Due to a recent transfer of old files at home, I came across an old email from my days in radio. One of the producers at the radio station I had been interning at had a problem. All the production studio computers were Macs, but he needed something to play on a Windows machine. He’d followed the instructions I’d laid out for him several months prior, but claimed that it completely refused to work on that Windows box. I had him send me the file, and once I received it, I didn’t even need to open the file to know what the problem was.
Like many Mac users, he hadn’t really given thought to the file extension, those sometimes cryptic letter combinations preceded by a dot at the end of most file names. While these file names are often invisible, and sometimes optional, under OS X, they are a necessity when trying to open them under Windows.
If you’re going to be sharing your files with a Windows or Linux user (and if you’re on the Internet, you likely will – in one form or another) here are couple things you can do to make sure your shared documents are readable.
First, make sure your file extensions are all visible. You can do this by going to Finder > Preferences, clicking the “Advanced” tab and making sure “Show all file extensions” is checked.
Second, when sending the files, make sure they’re ones the recipient can view. Plain text (.txt) and Rich Format text (.rtf) are fairly easy to read, as are most Microsoft Office documents (.doc, .xls, .ppt), though you want to make sure to use common fonts for the documents, so they lay out right. TextEdit allows you to both read and write plain text, rich text, and Word-compatible documents, at least on a basic level. Apple’s iWork suite can open and save to their Office counterparts but, again, the transfer is not quite perfect. The same goes for the open source Open Office suite. If you find yourself doing a lot of transfer of Office documents, your best bet will be to bite the bullet and purchase Office for Mac. This will solve much of the document transfer problem.
Graphic-wise, common file formats seen on the Web (such as .gif, .jpg and .png) and in printing (such as .eps, .tiff and .pdf) should have no problems transferring. Files from specific programs (such as most Adobe applications) often work just fine with the Windows version as well, so if your recipient has Photoshop, then sending a .psd should give you no trouble.

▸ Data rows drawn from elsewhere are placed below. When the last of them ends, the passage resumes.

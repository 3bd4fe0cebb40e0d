//! Source adapters
//!
//! A [`Source`] turns one configured upstream into a sequence of [`Page`]s per
//! object. Connection and authentication problems surface while the adapter
//! is built, before any page is fetched; per-page problems surface as
//! [`Error::Fetch`](crate::Error::Fetch).

mod crm;
mod sql;

pub use crm::HubspotSource;
pub use sql::SqlSource;

use crate::config::SourceDescriptor;
use crate::error::Result;
use crate::pagination::{Cursor, Page};
use crate::types::SourceKind;
use async_trait::async_trait;
use chrono::{DateTime, Utc};
use serde::Serialize;

// ============================================================================
// Source Trait
// ============================================================================

/// Core trait that all source adapters implement
#[async_trait]
pub trait Source: Send {
    /// Descriptor this adapter was built from
    fn descriptor(&self) -> &SourceDescriptor;

    /// Labels of the objects to extract, in extraction order
    fn objects(&self) -> Vec<String>;

    /// Fetch the page of `object` that follows `cursor` (`None` = first page)
    async fn fetch_page(
        &mut self,
        object: &str,
        cursor: Option<&Cursor>,
        limit: usize,
    ) -> Result<Page>;

    /// Check that `[start, end)` lies inside the descriptor's window
    fn validate_window(&self, start: DateTime<Utc>, end: DateTime<Utc>) -> Result<()> {
        self.descriptor().validate_window(start, end)
    }
}

/// Build and connect the adapter for a descriptor
pub async fn connect_source(descriptor: &SourceDescriptor) -> Result<Box<dyn Source>> {
    match descriptor.source_type {
        SourceKind::Sql => Ok(Box::new(SqlSource::connect(descriptor)?)),
        SourceKind::Hubspot => Ok(Box::new(HubspotSource::connect(descriptor).await?)),
    }
}

// ============================================================================
// Check Result
// ============================================================================

/// Result of a connection check
#[derive(Debug, Clone, Serialize)]
pub struct CheckResult {
    /// Whether the check succeeded
    pub success: bool,

    /// Error message if failed
    #[serde(skip_serializing_if = "Option::is_none")]
    pub message: Option<String>,
}

impl CheckResult {
    /// Create a successful check result
    pub fn success() -> Self {
        Self {
            success: true,
            message: None,
        }
    }

    /// Create a failed check result
    pub fn failure(message: impl Into<String>) -> Self {
        Self {
            success: false,
            message: Some(message.into()),
        }
    }
}
//! Upload committer
//!
//! Commits staged artifacts one at a time, in staging order. The first
//! artifact of each object uses the configured policy, later ones append.
//! The first failure aborts the remaining uploads; nothing is retried here.

use super::cloud::ObjectStorage;
use super::path::{resolve, DatePrefix, RemoteDestination};
use super::writer::StagedArtifact;
use crate::config::SourceDescriptor;
use crate::error::{Error, Result};
use crate::types::ConflictPolicy;
use bytes::{Bytes, BytesMut};
use chrono::Utc;
use std::collections::HashSet;
use tracing::{debug, info, warn};

/// Commits staged artifacts to object storage
pub struct UploadCommitter<'a> {
    storage: &'a dyn ObjectStorage,
    client: String,
    first_batch_policy: ConflictPolicy,
    verify_uploads: bool,
}

impl<'a> UploadCommitter<'a> {
    /// Create a committer for `client` writing to `storage`
    pub fn new(storage: &'a dyn ObjectStorage, client: impl Into<String>) -> Self {
        Self {
            storage,
            client: client.into(),
            first_batch_policy: ConflictPolicy::Replace,
            verify_uploads: true,
        }
    }

    /// Policy for the first artifact of each object
    #[must_use]
    pub fn with_policy(mut self, policy: ConflictPolicy) -> Self {
        self.first_batch_policy = policy;
        self
    }

    /// Read every object back after writing it
    #[must_use]
    pub fn with_verify(mut self, verify: bool) -> Self {
        self.verify_uploads = verify;
        self
    }

    /// Write, read back and delete a probe object
    pub async fn validate_access(&self) -> Result<()> {
        let probe_path = format!(
            "{}/.gaon_access_check_{}",
            self.client,
            Utc::now().timestamp_millis()
        );
        let payload = Bytes::from_static(b"gaon access check");

        let outcome = async {
            self.storage.put_object(&probe_path, payload.clone()).await?;
            let read_back = self.storage.get_object(&probe_path).await?;
            if read_back != payload {
                return Err(Error::Other("probe content mismatch".to_string()));
            }
            self.storage.delete_object(&probe_path).await
        }
        .await;

        outcome.map_err(|e| Error::connection(format!("bucket {}", self.storage.bucket()), e.to_string()))?;
        debug!(bucket = self.storage.bucket(), "storage access validated");
        Ok(())
    }

    /// Remote destination of `object` for this run
    pub fn destination(
        &self,
        descriptor: &SourceDescriptor,
        date_prefix: &DatePrefix,
        object: &str,
    ) -> RemoteDestination {
        RemoteDestination {
            bucket: self.storage.bucket().to_string(),
            path: resolve(&self.client, &descriptor.name, date_prefix.as_str(), object),
        }
    }

    /// Commit every artifact in order
    ///
    /// On the first failure the remaining artifacts are skipped and the error
    /// reports how many were committed.
    pub async fn commit_all(
        &self,
        artifacts: &[StagedArtifact],
        descriptor: &SourceDescriptor,
        date_prefix: &DatePrefix,
    ) -> Result<Vec<RemoteDestination>> {
        let total = artifacts.len();
        let mut seen: HashSet<&str> = HashSet::new();
        // Content of the object written last, so its next batch skips a download
        let mut carried: Option<(&str, Bytes)> = None;
        let mut committed = Vec::with_capacity(total);

        for artifact in artifacts {
            let destination = self.destination(descriptor, date_prefix, &artifact.object);
            let policy = if seen.insert(artifact.object.as_str()) {
                self.first_batch_policy
            } else {
                ConflictPolicy::Append
            };
            let known = carried
                .as_ref()
                .filter(|(object, _)| *object == artifact.object)
                .map(|(_, content)| content);

            let outcome = self.write(artifact, &destination.path, policy, known).await;
            match outcome {
                Ok(content) => carried = Some((artifact.object.as_str(), content)),
                Err(e) => {
                    return Err(Error::PartialUpload {
                        committed: committed.len(),
                        total,
                        source: Box::new(e),
                    })
                }
            }

            info!(
                object = %artifact.object,
                sequence = artifact.sequence,
                rows = artifact.row_count,
                ?policy,
                path = %destination.path,
                "committed artifact"
            );
            committed.push(destination);
        }

        Ok(committed)
    }

    /// Commit one artifact to `path` under `policy`
    pub async fn commit(
        &self,
        artifact: &StagedArtifact,
        path: &str,
        policy: ConflictPolicy,
    ) -> Result<()> {
        self.write(artifact, path, policy, None).await.map(|_| ())
    }

    /// Write one artifact and return the full object content now in storage.
    /// `known` is the current remote content when the caller already has it.
    async fn write(
        &self,
        artifact: &StagedArtifact,
        path: &str,
        policy: ConflictPolicy,
        known: Option<&Bytes>,
    ) -> Result<Bytes> {
        let local = Bytes::from(tokio::fs::read(&artifact.path).await?);

        let expected = match policy {
            ConflictPolicy::Fail => {
                if self.storage.exists(path).await? {
                    return Err(Error::ObjectExists {
                        path: path.to_string(),
                    });
                }
                local
            }
            ConflictPolicy::Replace => local,
            ConflictPolicy::Append => {
                let existing = match known {
                    Some(content) => Some(content.clone()),
                    None if self.storage.exists(path).await? => {
                        Some(self.storage.get_object(path).await?)
                    }
                    None => None,
                };
                match existing {
                    Some(existing) => {
                        if !header_matches(&existing, &artifact.columns) {
                            warn!(
                                path,
                                object = %artifact.object,
                                sequence = artifact.sequence,
                                "appending rows whose header differs from the existing object"
                            );
                        }
                        append_rows(&existing, &local)
                    }
                    None => local,
                }
            }
        };

        self.storage.put_object(path, expected.clone()).await?;

        if self.verify_uploads {
            let read_back = self.storage.get_object(path).await?;
            if read_back != expected {
                return Err(Error::upload(
                    path,
                    format!(
                        "integrity check failed: wrote {} bytes, read back {}",
                        expected.len(),
                        read_back.len()
                    ),
                ));
            }
        }
        Ok(expected)
    }
}

/// Whether the first line of `existing` names exactly `columns`
fn header_matches(existing: &[u8], columns: &[String]) -> bool {
    if existing.is_empty() {
        return true;
    }
    let (line, _) = split_header(existing);
    let mut reader = csv::ReaderBuilder::new()
        .has_headers(false)
        .from_reader(line);
    match reader.records().next() {
        Some(Ok(header)) => header.iter().eq(columns.iter().map(String::as_str)),
        _ => false,
    }
}

/// Existing content followed by the data rows of `new` (its header dropped)
fn append_rows(existing: &[u8], new: &[u8]) -> Bytes {
    let (_, new_rows) = split_header(new);

    let mut combined = BytesMut::with_capacity(existing.len() + new_rows.len() + 1);
    combined.extend_from_slice(existing);
    if !existing.is_empty() && !existing.ends_with(b"\n") {
        combined.extend_from_slice(b"\n");
    }
    combined.extend_from_slice(new_rows);
    combined.freeze()
}

/// Split CSV bytes after the first line
fn split_header(data: &[u8]) -> (&[u8], &[u8]) {
    match data.iter().position(|&b| b == b'\n') {
        Some(idx) => (&data[..idx], &data[idx + 1..]),
        None => (data, &data[data.len()..]),
    }
}
//! ODBC SQL backend
//!
//! Reaches DSNs registered with the system driver manager, for example a
//! QuickBooks Desktop data source served by QODBC. Values are fetched as text.

use super::SqlBackend;
use crate::error::{Error, Result};
use crate::types::{JsonValue, Record};
use odbc_api::buffers::TextRowSet;
use odbc_api::{
    Connection, ConnectionOptions, Cursor as _, Environment, IntoParameter, ResultSetMetadata,
};
use std::sync::OnceLock;
use tracing::debug;

/// Rows fetched per round trip
const FETCH_ROWS: usize = 500;

/// Upper bound for a single text value; longer values fail the fetch
const MAX_TEXT_LEN: usize = 4096;

static ENVIRONMENT: OnceLock<Environment> = OnceLock::new();

fn environment() -> Result<&'static Environment> {
    if let Some(env) = ENVIRONMENT.get() {
        return Ok(env);
    }
    let env = Environment::new()
        .map_err(|e| Error::connection("odbc", format!("Failed to create ODBC environment: {e}")))?;
    Ok(ENVIRONMENT.get_or_init(|| env))
}

/// SQL backend over an ODBC connection
pub struct OdbcBackend {
    conn: Connection<'static>,
    dsn: String,
}

impl OdbcBackend {
    /// Connect to a DSN name or a full `KEY=value;...` connection string
    pub fn connect(dsn: &str) -> Result<Self> {
        let env = environment()?;
        let conn = if dsn.contains('=') {
            env.connect_with_connection_string(dsn, ConnectionOptions::default())
        } else {
            env.connect(dsn, "", "", ConnectionOptions::default())
        }
        .map_err(|e| Error::connection(dsn, e.to_string()))?;

        Ok(Self {
            conn,
            dsn: dsn.to_string(),
        })
    }
}

impl SqlBackend for OdbcBackend {
    fn query_rows(&self, sql: &str, bindings: &[JsonValue]) -> Result<Vec<Record>> {
        debug!(query = sql, bindings = bindings.len(), "executing ODBC query");

        let cursor = match bindings {
            [] => self.conn.execute(sql, (), None),
            [value] => {
                let text = match value {
                    JsonValue::String(s) => s.clone(),
                    other => other.to_string(),
                };
                self.conn.execute(sql, &text.into_parameter(), None)
            }
            _ => {
                return Err(Error::database(format!(
                    "Expected at most one binding, got {}",
                    bindings.len()
                )))
            }
        }
        .map_err(|e| Error::database(format!("Query failed: {e}")))?;

        let Some(mut cursor) = cursor else {
            return Ok(Vec::new());
        };

        let columns: Vec<String> = cursor
            .column_names()
            .map_err(|e| Error::database(e.to_string()))?
            .collect::<std::result::Result<_, _>>()
            .map_err(|e| Error::database(e.to_string()))?;

        let buffer = TextRowSet::for_cursor(FETCH_ROWS, &mut cursor, Some(MAX_TEXT_LEN))
            .map_err(|e| Error::database(e.to_string()))?;
        let mut row_set = cursor
            .bind_buffer(buffer)
            .map_err(|e| Error::database(e.to_string()))?;

        let mut records = Vec::new();
        while let Some(batch) = row_set
            .fetch_with_truncation_check(true)
            .map_err(|e| fetch_error(e, &columns))?
        {
            for row in 0..batch.num_rows() {
                let mut record = Record::new();
                for (col, name) in columns.iter().enumerate() {
                    let value = batch.at(col, row).map_or(JsonValue::Null, |bytes| {
                        JsonValue::String(String::from_utf8_lossy(bytes).into_owned())
                    });
                    record.insert(name.clone(), value);
                }
                records.push(record);
            }
        }

        Ok(records)
    }

    fn qualify(&self, table: &str) -> String {
        table.to_string()
    }

    fn quote_ident(&self, ident: &str) -> String {
        ident.to_string()
    }

    fn check_connection(&self) -> Result<()> {
        if self.conn.is_dead().unwrap_or(true) {
            return Err(Error::connection(&self.dsn, "connection is dead"));
        }
        Ok(())
    }

    fn describe(&self) -> String {
        self.dsn.clone()
    }
}

/// Map a fetch failure, naming the column when a value did not fit its buffer
fn fetch_error(error: odbc_api::Error, columns: &[String]) -> Error {
    match error {
        odbc_api::Error::TooLargeValueForBuffer {
            indicator,
            buffer_index,
        } => {
            let column = columns
                .get(buffer_index)
                .map_or("<unknown>", String::as_str);
            let size = indicator.map_or_else(|| "unknown".to_string(), |len| len.to_string());
            Error::database(format!(
                "Value in column '{column}' is {size} bytes, over the {MAX_TEXT_LEN} byte limit"
            ))
        }
        other => Error::database(format!("Failed to fetch rows: {other}")),
    }
}

#[cfg(test)]
mod odbc_tests {
    use super::*;

    #[test]
    fn test_truncated_value_fails_the_fetch() {
        let columns = vec!["TxnID".to_string(), "Memo".to_string()];
        let err = fetch_error(
            odbc_api::Error::TooLargeValueForBuffer {
                indicator: Some(5000),
                buffer_index: 1,
            },
            &columns,
        );

        assert!(matches!(err, Error::Database { .. }));
        assert_eq!(
            err.to_string(),
            "Database error: Value in column 'Memo' is 5000 bytes, over the 4096 byte limit"
        );
    }

    #[test]
    fn test_truncated_value_of_unknown_size() {
        let err = fetch_error(
            odbc_api::Error::TooLargeValueForBuffer {
                indicator: None,
                buffer_index: 7,
            },
            &[],
        );
        assert!(err.to_string().contains("column '<unknown>' is unknown bytes"));
    }
}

Music and video is considerably much more tricky. If the recipient’s computer has Quicktime for Windows installed, then anything that plays on your Mac should play for them. If they don’t, then you’ll want to use something fairly common, like .mp3 files for audio and .mp4 for videos. QuickTime Pro can perform conversions to both these types.
Even if all you use are Macs, its not a bad idea to get in the habit of using Windows naming conventions. After all, you never know when you’re going to need it.